(EXTRACTED INFORMATION begins)
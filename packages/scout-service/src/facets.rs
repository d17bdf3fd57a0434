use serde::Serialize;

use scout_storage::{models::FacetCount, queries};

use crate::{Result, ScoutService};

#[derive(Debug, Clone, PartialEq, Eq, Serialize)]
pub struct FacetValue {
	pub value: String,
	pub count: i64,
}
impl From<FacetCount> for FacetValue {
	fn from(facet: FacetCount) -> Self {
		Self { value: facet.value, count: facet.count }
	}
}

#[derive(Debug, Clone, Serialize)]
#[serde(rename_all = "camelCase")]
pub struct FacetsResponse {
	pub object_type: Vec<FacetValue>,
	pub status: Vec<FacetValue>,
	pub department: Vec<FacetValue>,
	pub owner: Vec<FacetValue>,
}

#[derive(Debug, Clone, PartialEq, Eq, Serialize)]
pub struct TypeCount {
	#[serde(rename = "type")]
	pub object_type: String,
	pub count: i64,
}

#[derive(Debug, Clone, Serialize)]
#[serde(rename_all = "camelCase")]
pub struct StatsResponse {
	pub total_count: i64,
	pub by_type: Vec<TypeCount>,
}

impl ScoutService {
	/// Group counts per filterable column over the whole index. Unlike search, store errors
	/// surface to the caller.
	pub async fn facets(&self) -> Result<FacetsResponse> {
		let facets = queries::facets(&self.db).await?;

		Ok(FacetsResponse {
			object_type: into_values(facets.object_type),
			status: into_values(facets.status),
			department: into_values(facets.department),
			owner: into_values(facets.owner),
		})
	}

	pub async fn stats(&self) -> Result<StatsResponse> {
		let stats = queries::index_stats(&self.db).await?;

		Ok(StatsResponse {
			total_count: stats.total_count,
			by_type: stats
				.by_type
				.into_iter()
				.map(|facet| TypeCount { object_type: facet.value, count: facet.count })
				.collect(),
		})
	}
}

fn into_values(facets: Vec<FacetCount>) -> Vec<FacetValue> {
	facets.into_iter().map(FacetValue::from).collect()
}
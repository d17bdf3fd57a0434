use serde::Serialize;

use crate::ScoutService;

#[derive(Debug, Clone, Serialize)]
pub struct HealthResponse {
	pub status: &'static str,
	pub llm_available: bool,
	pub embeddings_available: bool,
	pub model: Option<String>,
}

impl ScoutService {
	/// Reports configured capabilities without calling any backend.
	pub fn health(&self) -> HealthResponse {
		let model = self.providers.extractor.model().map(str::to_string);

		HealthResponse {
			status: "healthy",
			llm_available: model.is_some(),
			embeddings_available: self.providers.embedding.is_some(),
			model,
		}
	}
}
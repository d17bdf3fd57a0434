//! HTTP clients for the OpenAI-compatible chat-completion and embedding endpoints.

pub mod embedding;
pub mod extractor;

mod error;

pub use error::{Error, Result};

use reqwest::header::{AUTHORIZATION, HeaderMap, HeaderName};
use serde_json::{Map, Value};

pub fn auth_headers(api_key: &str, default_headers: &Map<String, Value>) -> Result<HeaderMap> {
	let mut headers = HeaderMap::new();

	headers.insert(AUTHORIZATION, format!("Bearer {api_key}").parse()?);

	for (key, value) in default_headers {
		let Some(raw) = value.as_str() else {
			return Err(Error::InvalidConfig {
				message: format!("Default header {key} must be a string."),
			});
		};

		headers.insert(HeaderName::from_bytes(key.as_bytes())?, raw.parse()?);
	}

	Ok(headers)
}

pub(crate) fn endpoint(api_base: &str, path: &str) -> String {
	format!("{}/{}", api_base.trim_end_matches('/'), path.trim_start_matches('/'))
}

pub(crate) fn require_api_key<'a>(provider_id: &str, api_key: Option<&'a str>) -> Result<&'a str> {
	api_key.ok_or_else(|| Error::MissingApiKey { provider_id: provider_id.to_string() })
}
(EXTRACTED INFORMATION ends)
**WHAT THE TASK ASKS:** Report each line above containing the string "collect".

**TASK RESULT:**
				.collect(),
	facets.into_iter().map(FacetValue::from).collect()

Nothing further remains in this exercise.